Anmerkung: Erst vor einigen Jahren ist diese Vorschrift eingefügt worden, um Grundeigentümern, die die Jagdausübung glaubhaft aus ethischen Gründen ablehnen, die Möglichkeit einzuräumen, ihre Grundstücke zu befriedeten Bezirken erklären zu lassen. Maßgeblich hierfür war eine Entscheidung des Europäischen Gerichtshofes für Menschenrechte (EGMR). Den Antrag auf Befriedung können nur natürliche Personen stellen, also keine Gesellschaften oder Vereine. Wer glaubhaft machen kann, aus ethischen Gründen die Jagd auf seinem Grundstück nicht dulden zu können, darf als Ausdruck des Eigentumsrechts (Art. 14 GG) verfügen, dass dort nicht gejagt wird. Erklärt die untere Jagdbehörde die Flächen für befriedet, so darf dies nicht die Erhaltung eines artenreichen und gesunden Wildbestandes, die Pflege und Sicherung seiner Lebensgrundlagen, den Schutz der Land-, Forst- und Fischereiwirtschaft vor übermäßigen Schäden, den Schutz vor Tierseuchen oder die Abwendung sonstiger Gefahren für die öffentliche Sicherheit und Ordnung gefährden.
Wer selber Jäger ist, kann diese ethischen Gründe nicht geltend machen.

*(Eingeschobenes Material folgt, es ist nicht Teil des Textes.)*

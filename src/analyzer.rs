//! Load-time structural checks on a parsed machine description.
//!
//! These checks only cover state declarations: the initial state, every
//! accept state, and every state a transition names must appear in the
//! description's `states` list. Symbol membership and state reachability
//! are deliberately not checked; descriptions are permissive there and a
//! stray symbol simply leads to an undefined-transition rejection at run
//! time.

use std::collections::HashSet;

use crate::types::{MachineError, Program};

/// Structural problems found in a machine description.
#[derive(Debug, PartialEq, Eq, Clone)]
pub enum AnalysisError {
    /// The initial state is not in the `states` list.
    UnknownInitialState(String),
    /// Accept states that are not in the `states` list.
    UnknownAcceptStates(Vec<String>),
    /// States named by transitions but missing from the `states` list.
    UndeclaredStates(Vec<String>),
}

impl From<AnalysisError> for MachineError {
    fn from(error: AnalysisError) -> Self {
        match error {
            AnalysisError::UnknownInitialState(state) => {
                MachineError::Validation(format!("Initial state '{}' is not declared", state))
            }
            AnalysisError::UnknownAcceptStates(states) => MachineError::Validation(format!(
                "Accept states not declared: {:?}",
                states
            )),
            AnalysisError::UndeclaredStates(states) => MachineError::Validation(format!(
                "Transitions reference undeclared states: {:?}",
                states
            )),
        }
    }
}

/// Analyzes a program, returning the first structural error found.
pub fn analyze(program: &Program) -> Result<(), MachineError> {
    let checks = [
        check_initial_state,
        check_accept_states,
        check_transition_states,
    ];

    match checks.iter().find_map(|check| check(program).err()) {
        Some(error) => Err(error.into()),
        None => Ok(()),
    }
}

fn declared_states(program: &Program) -> HashSet<&str> {
    program.states.iter().map(String::as_str).collect()
}

fn check_initial_state(program: &Program) -> Result<(), AnalysisError> {
    if !declared_states(program).contains(program.initial_state.as_str()) {
        return Err(AnalysisError::UnknownInitialState(
            program.initial_state.clone(),
        ));
    }

    Ok(())
}

fn check_accept_states(program: &Program) -> Result<(), AnalysisError> {
    let declared = declared_states(program);
    let mut unknown: Vec<String> = program
        .accept_states
        .iter()
        .filter(|state| !declared.contains(state.as_str()))
        .cloned()
        .collect();

    if !unknown.is_empty() {
        unknown.sort();
        return Err(AnalysisError::UnknownAcceptStates(unknown));
    }

    Ok(())
}

fn check_transition_states(program: &Program) -> Result<(), AnalysisError> {
    let declared = declared_states(program);
    let mut undeclared: Vec<String> = program
        .table
        .iter()
        .flat_map(|(key, action)| [key.state.as_str(), action.next.as_str()])
        .filter(|state| !declared.contains(state))
        .map(str::to_string)
        .collect();

    if !undeclared.is_empty() {
        undeclared.sort();
        undeclared.dedup();
        return Err(AnalysisError::UndeclaredStates(undeclared));
    }

    Ok(())
}
//! The machine tape: a left-bounded, right-unbounded symbol sequence.
//!
//! Cells to the right are materialized lazily with the blank symbol, so
//! the stored length is an implementation artifact rather than machine
//! state. The left bound at cell 0 is a hard invariant; reading a
//! negative position signals [`OutOfBounds`] and the engine maps that to
//! a rejection.

use crate::types::BLANK_SYMBOL;

/// Signalled when a read addresses a position left of cell 0.
#[derive(Debug, Clone, Copy, PartialEq, Eq)]
pub struct OutOfBounds;

/// A mutable tape with a blank-fill policy on out-of-range reads.
#[derive(Debug, Clone, PartialEq, Eq)]
pub struct Tape {
    cells: Vec<char>,
    blank: char,
}

impl Tape {
    /// Creates a tape holding `input` followed by a single blank cell.
    pub fn new(input: &str) -> Self {
        let mut cells: Vec<char> = input.chars().collect();
        cells.push(BLANK_SYMBOL);
        Self {
            cells,
            blank: BLANK_SYMBOL,
        }
    }

    /// Creates a tape holding `sentinel`, then `input`, then a blank cell.
    /// Used by cached machines, which start the head at cell 1.
    pub fn with_sentinel(input: &str, sentinel: char) -> Self {
        let mut cells = vec![sentinel];
        cells.extend(input.chars());
        cells.push(BLANK_SYMBOL);
        Self {
            cells,
            blank: BLANK_SYMBOL,
        }
    }

    /// Reads the symbol at `position`.
    ///
    /// A negative position signals [`OutOfBounds`]. A position at or past
    /// the materialized length extends the tape with blanks to exactly
    /// `position + 1` cells and returns the blank.
    pub fn read(&mut self, position: i64) -> Result<char, OutOfBounds> {
        if position < 0 {
            return Err(OutOfBounds);
        }

        let index = position as usize;
        if index >= self.cells.len() {
            self.cells.resize(index + 1, self.blank);
        }

        Ok(self.cells[index])
    }

    /// Overwrites the symbol at `position`.
    ///
    /// The engine always reads a cell before writing it, so `position`
    /// is in bounds here.
    pub fn write(&mut self, position: usize, symbol: char) {
        self.cells[position] = symbol;
    }

    /// The number of materialized cells.
    pub fn len(&self) -> usize {
        self.cells.len()
    }

    pub fn is_empty(&self) -> bool {
        self.cells.is_empty()
    }

    /// The materialized cells, blanks included.
    pub fn cells(&self) -> &[char] {
        &self.cells
    }

    /// Renders the tape content with trailing blanks trimmed.
    /// An all-blank tape renders as a single blank symbol.
    pub fn render(&self) -> String {
        let trimmed = self
            .cells
            .len()
            .saturating_sub(self.cells.iter().rev().take_while(|&&c| c == self.blank).count());

        if trimmed == 0 {
            return self.blank.to_string();
        }

        self.cells[..trimmed].iter().collect()
    }

    /// The transducer output: every cell except blanks and `sentinel`,
    /// in tape order.
    pub fn output(&self, sentinel: char) -> String {
        self.cells
            .iter()
            .filter(|&&c| c != self.blank && c != sentinel)
            .collect()
    }
}
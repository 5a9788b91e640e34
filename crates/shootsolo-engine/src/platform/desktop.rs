//! Desktop and iOS directory lookup via the `dirs` crate
//!
//! Desktops have no camera roll, so recordings go to the user's videos
//! directory first. On iOS `dirs` resolves inside the app sandbox; the photo
//! library itself is reached through the registrar, not a directory.

use super::DirectoryResolver;
use shootsolo_config::MediaCategory;
use std::path::PathBuf;

#[derive(Debug, Default, Clone, Copy)]
pub struct StandardDirectories;

impl DirectoryResolver for StandardDirectories {
    #[cfg(not(target_os = "ios"))]
    fn resolve(&self, category: MediaCategory) -> Option<PathBuf> {
        match category {
            MediaCategory::Camera | MediaCategory::Movies => dirs::video_dir(),
            MediaCategory::Pictures => dirs::picture_dir(),
        }
    }

    #[cfg(target_os = "ios")]
    fn resolve(&self, _category: MediaCategory) -> Option<PathBuf> {
        dirs::home_dir().map(|home| home.join("Documents"))
    }
}

pub fn default_data_dir() -> Option<PathBuf> {
    dirs::data_local_dir().map(|dir| dir.join("shootsolo"))
}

Die Befriedung kann räumlich auf einen Teil der Antragsfläche sowie zeitlich beschränkt werden. Sie erlischt in der Regel 3 Monate nach Übergang des Eigentums an den befriedeten Flächen auf einen Dritten (Käufer). Sie kann auch durch die Behörde widerrufen werden. Diese kann auch eine beschränkte Jagdausübung auf den für befriedet erklärten Grundflächen anordnen, soweit dies zur Vermeidung übermäßiger Wildschäden, der Gefahr von Tierseuchen, aus Gründen des Naturschutzes oder des Tierschutzes, der Seuchenhygiene, der Gewährleistung der Sicherheit auf öffentlichen Verkehrswegen oder zur Abwendung sonstiger Gefahren für die öffentliche Sicherheit und Ordnung erforderlich ist.